> _EXERCISE DETAILS_
Please count how many lines of the data include the word "args". Give only that number in reply.

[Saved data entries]
* * * * * * * * *
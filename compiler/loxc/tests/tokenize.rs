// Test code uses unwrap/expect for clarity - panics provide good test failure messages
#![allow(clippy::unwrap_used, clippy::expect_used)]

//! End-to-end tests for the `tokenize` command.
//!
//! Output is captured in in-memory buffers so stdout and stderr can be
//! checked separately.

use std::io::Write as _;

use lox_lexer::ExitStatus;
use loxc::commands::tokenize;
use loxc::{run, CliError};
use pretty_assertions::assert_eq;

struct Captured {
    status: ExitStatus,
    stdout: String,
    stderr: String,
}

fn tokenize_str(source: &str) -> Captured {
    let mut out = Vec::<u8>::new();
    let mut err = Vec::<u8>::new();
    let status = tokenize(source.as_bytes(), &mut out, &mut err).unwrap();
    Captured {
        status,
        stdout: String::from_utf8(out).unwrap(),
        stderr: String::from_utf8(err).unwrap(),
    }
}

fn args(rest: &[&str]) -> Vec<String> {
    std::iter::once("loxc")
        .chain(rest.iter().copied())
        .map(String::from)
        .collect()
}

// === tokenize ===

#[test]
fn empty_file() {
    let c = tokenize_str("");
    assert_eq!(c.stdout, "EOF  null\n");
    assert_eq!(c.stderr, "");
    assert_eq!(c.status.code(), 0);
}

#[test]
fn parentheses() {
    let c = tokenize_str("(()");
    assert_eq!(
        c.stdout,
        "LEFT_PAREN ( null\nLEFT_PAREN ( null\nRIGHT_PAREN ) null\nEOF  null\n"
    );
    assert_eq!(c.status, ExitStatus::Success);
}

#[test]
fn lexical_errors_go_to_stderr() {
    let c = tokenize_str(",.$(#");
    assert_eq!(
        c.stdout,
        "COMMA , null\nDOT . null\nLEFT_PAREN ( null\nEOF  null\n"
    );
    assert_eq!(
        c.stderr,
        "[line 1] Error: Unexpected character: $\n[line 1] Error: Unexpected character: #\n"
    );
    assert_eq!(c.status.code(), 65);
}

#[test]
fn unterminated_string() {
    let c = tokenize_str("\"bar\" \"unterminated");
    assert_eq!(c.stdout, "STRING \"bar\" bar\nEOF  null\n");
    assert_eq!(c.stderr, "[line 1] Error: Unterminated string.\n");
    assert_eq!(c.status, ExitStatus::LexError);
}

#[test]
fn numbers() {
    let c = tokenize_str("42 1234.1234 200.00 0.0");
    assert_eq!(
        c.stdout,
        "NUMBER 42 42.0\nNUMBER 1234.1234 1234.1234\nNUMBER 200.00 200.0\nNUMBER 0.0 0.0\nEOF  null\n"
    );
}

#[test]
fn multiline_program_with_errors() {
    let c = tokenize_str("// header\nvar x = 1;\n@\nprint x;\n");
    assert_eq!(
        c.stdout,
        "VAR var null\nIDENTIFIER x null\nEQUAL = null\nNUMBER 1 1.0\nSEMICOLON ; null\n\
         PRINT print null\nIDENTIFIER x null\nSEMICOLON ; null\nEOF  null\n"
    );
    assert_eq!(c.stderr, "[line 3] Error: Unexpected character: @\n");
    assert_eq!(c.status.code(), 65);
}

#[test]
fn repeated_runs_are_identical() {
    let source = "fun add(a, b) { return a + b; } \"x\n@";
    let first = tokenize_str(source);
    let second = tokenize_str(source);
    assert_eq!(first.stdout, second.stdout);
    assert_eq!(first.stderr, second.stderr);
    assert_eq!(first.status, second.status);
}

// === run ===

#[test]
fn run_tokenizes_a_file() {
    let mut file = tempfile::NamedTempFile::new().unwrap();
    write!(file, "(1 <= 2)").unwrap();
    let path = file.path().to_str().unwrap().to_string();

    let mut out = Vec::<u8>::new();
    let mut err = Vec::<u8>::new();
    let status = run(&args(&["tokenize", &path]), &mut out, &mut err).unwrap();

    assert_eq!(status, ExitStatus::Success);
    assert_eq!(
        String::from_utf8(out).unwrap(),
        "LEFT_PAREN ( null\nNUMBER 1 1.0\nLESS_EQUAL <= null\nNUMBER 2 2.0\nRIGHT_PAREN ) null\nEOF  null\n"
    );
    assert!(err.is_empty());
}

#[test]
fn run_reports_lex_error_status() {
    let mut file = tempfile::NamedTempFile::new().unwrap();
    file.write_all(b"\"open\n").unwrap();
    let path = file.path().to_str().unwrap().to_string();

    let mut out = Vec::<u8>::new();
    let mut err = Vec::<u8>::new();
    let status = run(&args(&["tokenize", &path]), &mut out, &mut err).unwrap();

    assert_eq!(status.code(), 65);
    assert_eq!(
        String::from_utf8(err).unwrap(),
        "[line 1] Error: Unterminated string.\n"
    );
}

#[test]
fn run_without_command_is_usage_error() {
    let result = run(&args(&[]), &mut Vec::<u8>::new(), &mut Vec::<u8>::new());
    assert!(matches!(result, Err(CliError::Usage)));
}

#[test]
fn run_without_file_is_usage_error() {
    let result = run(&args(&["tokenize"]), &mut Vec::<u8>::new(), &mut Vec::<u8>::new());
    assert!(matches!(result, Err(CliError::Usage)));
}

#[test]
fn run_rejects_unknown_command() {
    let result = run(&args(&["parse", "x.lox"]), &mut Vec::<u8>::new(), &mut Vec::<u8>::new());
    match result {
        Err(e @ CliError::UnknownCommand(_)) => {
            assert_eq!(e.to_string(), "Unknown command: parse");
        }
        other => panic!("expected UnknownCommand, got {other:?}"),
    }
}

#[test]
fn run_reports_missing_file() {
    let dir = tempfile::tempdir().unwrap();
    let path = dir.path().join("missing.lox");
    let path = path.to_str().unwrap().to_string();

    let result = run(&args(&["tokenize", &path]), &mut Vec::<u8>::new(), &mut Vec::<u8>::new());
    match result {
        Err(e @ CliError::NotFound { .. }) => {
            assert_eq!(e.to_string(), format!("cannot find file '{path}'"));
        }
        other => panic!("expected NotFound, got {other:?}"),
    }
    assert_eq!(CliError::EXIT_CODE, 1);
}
* * * * * * * * *
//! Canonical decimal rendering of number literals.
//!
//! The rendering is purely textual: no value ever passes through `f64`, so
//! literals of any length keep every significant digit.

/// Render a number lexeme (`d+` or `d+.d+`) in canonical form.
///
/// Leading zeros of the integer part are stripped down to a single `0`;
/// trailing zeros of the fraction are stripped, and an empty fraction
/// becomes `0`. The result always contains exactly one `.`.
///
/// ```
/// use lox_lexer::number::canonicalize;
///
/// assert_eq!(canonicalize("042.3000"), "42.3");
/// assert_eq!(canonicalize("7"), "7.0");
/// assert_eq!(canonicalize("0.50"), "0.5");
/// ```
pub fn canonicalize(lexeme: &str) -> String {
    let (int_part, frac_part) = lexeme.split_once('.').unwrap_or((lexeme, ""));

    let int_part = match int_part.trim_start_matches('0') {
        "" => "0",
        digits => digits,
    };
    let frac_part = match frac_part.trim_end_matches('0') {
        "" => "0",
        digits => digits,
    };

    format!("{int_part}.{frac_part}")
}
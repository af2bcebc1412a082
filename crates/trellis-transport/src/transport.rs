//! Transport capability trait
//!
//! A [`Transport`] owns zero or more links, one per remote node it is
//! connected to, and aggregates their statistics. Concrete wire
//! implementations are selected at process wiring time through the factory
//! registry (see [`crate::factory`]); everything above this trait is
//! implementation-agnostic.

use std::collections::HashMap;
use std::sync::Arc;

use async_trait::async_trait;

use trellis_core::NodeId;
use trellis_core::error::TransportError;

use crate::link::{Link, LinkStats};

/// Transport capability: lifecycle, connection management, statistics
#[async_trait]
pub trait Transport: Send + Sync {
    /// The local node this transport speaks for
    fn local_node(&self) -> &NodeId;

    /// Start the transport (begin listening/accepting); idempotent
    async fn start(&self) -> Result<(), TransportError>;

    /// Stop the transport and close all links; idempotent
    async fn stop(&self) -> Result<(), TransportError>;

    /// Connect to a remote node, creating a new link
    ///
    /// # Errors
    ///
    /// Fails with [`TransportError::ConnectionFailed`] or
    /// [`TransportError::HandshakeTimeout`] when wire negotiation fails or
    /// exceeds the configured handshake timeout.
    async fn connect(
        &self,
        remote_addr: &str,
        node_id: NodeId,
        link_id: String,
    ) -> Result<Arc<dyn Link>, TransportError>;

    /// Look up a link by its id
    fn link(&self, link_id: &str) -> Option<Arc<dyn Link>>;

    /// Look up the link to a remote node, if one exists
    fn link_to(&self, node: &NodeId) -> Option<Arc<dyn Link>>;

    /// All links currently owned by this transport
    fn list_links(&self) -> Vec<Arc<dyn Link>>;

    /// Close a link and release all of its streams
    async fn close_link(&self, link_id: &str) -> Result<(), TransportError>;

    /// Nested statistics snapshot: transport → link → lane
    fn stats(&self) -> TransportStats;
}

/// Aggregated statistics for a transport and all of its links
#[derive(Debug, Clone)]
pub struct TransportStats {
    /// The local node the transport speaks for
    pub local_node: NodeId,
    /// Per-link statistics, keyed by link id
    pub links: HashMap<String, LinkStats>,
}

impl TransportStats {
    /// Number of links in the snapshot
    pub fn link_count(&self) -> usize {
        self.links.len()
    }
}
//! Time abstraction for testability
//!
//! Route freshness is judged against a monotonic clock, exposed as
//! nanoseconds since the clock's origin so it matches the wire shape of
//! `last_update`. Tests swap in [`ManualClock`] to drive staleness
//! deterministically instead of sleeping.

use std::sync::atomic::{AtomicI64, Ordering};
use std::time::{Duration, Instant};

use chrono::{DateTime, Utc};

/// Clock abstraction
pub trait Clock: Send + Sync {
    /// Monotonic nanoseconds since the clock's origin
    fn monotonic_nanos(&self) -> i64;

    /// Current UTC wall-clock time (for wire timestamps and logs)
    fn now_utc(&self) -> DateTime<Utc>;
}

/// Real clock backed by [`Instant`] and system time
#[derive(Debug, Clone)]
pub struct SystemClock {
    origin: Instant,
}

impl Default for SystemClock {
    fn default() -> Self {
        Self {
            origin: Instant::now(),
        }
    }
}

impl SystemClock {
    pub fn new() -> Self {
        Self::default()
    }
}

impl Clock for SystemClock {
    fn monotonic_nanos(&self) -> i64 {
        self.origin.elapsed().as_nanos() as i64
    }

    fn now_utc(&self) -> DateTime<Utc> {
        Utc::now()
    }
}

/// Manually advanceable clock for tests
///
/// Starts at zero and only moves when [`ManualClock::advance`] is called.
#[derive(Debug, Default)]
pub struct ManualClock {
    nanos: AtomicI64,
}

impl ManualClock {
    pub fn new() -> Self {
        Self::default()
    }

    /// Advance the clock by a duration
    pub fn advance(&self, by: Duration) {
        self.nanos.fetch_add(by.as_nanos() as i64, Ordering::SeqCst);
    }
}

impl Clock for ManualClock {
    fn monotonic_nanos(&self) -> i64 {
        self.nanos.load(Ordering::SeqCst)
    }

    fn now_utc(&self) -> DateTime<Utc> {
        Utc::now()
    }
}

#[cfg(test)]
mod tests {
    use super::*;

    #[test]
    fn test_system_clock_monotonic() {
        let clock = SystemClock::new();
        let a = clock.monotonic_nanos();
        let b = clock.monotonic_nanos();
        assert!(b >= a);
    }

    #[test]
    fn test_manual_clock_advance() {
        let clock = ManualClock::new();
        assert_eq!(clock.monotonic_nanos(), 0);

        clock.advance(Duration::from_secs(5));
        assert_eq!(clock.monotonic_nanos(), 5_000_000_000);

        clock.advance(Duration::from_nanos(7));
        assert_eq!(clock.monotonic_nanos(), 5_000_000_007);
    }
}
* * * * * * * * *
> _WRITTEN ANSWER_
7